**About this task**
When a line below contains the word "documents", copy that line.

**Source material**

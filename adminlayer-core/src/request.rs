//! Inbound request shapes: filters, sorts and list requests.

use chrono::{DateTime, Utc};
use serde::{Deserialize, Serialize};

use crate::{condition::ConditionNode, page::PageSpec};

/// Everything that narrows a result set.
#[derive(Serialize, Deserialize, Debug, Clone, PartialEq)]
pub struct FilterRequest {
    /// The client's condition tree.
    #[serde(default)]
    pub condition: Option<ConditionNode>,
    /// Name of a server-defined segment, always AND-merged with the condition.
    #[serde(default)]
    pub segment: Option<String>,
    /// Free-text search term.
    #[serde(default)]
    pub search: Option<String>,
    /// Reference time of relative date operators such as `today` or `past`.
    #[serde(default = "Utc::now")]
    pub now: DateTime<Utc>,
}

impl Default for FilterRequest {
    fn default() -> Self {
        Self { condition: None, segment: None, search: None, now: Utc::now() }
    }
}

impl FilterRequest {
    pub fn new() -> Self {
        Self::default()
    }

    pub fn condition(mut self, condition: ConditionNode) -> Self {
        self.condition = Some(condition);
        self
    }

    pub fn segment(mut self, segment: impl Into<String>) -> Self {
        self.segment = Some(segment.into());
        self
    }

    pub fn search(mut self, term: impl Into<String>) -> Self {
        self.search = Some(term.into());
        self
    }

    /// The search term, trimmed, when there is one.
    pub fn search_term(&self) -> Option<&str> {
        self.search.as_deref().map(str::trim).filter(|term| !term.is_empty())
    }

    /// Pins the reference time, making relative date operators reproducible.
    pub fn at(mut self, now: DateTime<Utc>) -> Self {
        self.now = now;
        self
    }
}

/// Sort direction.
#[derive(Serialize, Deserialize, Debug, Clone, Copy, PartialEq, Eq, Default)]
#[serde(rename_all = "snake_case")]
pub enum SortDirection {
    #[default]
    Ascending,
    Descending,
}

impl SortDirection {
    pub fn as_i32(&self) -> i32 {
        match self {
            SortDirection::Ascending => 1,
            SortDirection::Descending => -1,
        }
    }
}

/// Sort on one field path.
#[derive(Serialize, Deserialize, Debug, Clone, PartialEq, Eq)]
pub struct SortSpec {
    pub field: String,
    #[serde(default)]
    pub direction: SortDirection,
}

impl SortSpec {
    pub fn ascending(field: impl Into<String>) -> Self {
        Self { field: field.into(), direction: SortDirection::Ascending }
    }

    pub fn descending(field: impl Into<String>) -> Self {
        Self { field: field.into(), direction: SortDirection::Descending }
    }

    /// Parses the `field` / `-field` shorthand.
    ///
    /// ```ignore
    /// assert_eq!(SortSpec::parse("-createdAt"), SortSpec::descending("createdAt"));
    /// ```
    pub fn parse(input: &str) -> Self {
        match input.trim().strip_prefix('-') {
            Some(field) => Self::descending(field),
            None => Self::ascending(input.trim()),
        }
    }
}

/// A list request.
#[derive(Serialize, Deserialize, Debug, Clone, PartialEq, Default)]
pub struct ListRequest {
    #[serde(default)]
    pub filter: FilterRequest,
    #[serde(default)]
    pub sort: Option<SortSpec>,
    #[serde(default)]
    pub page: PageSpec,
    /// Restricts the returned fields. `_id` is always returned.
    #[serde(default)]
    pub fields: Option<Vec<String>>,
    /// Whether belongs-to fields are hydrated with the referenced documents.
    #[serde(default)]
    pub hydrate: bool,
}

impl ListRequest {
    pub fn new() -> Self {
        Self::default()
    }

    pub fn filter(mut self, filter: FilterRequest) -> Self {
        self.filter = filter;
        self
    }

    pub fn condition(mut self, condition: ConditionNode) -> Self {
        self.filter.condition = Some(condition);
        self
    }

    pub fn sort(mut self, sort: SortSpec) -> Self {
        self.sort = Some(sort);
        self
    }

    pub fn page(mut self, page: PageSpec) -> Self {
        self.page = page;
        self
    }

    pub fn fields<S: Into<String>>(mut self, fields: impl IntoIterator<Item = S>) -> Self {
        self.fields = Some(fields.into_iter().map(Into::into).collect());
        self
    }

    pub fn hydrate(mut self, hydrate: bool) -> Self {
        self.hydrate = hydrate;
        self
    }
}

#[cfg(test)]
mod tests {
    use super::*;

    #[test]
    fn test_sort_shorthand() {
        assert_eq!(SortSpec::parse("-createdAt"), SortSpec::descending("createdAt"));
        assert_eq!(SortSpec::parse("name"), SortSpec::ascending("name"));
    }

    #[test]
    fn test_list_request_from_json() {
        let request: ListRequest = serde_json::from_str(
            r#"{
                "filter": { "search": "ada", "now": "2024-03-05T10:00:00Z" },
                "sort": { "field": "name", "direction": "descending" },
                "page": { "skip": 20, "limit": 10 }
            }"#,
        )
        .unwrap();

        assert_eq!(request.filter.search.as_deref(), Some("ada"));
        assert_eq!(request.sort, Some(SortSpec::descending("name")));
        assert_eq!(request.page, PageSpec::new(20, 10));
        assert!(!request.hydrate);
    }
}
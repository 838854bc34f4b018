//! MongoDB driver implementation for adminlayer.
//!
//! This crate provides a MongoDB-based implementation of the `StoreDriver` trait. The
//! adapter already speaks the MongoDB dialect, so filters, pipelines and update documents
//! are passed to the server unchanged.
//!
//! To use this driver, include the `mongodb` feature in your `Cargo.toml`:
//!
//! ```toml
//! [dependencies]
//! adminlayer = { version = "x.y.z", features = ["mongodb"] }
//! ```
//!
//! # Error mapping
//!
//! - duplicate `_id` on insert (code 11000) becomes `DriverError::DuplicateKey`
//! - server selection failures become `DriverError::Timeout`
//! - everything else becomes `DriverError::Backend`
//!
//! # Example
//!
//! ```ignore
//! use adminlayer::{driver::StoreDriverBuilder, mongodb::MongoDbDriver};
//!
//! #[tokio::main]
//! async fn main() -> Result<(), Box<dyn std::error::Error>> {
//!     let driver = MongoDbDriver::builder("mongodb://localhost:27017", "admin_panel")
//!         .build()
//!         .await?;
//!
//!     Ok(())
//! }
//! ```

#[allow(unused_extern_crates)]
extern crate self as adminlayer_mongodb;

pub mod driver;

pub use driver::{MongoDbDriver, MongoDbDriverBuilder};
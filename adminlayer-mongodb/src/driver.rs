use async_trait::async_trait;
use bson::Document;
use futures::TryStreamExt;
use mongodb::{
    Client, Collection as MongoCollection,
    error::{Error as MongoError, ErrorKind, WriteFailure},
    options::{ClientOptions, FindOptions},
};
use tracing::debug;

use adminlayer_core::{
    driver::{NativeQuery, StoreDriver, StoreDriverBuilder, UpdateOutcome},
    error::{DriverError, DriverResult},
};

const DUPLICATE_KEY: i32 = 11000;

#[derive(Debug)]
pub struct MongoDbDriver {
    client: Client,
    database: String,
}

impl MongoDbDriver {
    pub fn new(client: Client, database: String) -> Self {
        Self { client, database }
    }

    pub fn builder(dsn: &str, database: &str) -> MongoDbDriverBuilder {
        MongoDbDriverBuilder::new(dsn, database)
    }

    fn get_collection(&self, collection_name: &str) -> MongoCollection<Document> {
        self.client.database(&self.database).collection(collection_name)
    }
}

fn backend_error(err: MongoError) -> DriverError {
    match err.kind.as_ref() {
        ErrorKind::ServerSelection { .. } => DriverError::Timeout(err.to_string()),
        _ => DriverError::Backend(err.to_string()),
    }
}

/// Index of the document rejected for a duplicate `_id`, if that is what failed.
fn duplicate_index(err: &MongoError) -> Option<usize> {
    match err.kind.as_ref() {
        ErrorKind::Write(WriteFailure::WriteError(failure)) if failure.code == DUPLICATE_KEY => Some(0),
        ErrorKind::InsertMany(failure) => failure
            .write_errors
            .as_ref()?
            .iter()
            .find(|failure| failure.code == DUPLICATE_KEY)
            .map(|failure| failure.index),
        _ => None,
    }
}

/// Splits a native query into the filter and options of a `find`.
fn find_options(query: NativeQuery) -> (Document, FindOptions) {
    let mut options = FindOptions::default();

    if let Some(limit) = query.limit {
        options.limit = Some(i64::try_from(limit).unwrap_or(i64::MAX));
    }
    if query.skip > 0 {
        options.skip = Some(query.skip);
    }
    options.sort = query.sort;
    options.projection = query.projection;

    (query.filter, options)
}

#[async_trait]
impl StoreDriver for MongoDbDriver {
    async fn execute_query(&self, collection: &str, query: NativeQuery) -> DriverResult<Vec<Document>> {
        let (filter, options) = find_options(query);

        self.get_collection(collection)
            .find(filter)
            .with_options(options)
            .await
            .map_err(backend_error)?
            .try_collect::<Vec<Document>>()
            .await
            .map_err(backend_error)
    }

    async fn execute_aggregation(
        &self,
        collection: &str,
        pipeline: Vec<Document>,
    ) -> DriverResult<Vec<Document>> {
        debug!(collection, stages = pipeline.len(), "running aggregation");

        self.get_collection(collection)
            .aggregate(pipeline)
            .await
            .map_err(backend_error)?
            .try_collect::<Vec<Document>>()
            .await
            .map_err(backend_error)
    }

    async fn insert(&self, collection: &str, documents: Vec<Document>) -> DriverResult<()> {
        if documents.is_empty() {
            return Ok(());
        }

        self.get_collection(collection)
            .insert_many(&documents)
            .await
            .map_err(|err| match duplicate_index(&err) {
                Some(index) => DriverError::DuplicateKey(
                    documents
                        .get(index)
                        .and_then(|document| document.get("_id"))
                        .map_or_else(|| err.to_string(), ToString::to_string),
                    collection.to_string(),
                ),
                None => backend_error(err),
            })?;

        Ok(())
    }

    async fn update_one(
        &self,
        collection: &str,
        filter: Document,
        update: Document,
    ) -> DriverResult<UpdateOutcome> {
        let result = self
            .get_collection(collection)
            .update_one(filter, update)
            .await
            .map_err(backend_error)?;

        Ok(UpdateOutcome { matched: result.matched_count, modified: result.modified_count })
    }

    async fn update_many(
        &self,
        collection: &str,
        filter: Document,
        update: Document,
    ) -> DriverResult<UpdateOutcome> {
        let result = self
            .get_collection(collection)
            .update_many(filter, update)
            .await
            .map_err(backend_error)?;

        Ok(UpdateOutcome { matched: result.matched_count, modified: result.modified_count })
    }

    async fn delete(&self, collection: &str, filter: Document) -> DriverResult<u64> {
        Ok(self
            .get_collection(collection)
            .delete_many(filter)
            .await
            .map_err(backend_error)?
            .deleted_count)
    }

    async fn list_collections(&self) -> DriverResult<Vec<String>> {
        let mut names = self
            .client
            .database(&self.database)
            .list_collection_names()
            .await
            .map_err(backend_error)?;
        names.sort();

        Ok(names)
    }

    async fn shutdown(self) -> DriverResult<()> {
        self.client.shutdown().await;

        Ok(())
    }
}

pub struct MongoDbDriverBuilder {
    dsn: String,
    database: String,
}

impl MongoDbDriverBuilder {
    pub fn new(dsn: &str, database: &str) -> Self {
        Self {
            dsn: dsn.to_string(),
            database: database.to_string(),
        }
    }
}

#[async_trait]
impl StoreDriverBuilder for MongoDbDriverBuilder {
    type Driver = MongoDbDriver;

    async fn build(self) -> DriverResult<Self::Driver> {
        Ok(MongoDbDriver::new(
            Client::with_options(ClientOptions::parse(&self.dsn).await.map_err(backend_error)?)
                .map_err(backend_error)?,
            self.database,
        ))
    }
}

**Reply to the task**
    /// Whether belongs-to fields are hydrated with the referenced documents.
//! adapter already speaks the MongoDB dialect, so filters, pipelines and update documents
    async fn insert(&self, collection: &str, documents: Vec<Document>) -> DriverResult<()> {
        if documents.is_empty() {
            .insert_many(&documents)
                    documents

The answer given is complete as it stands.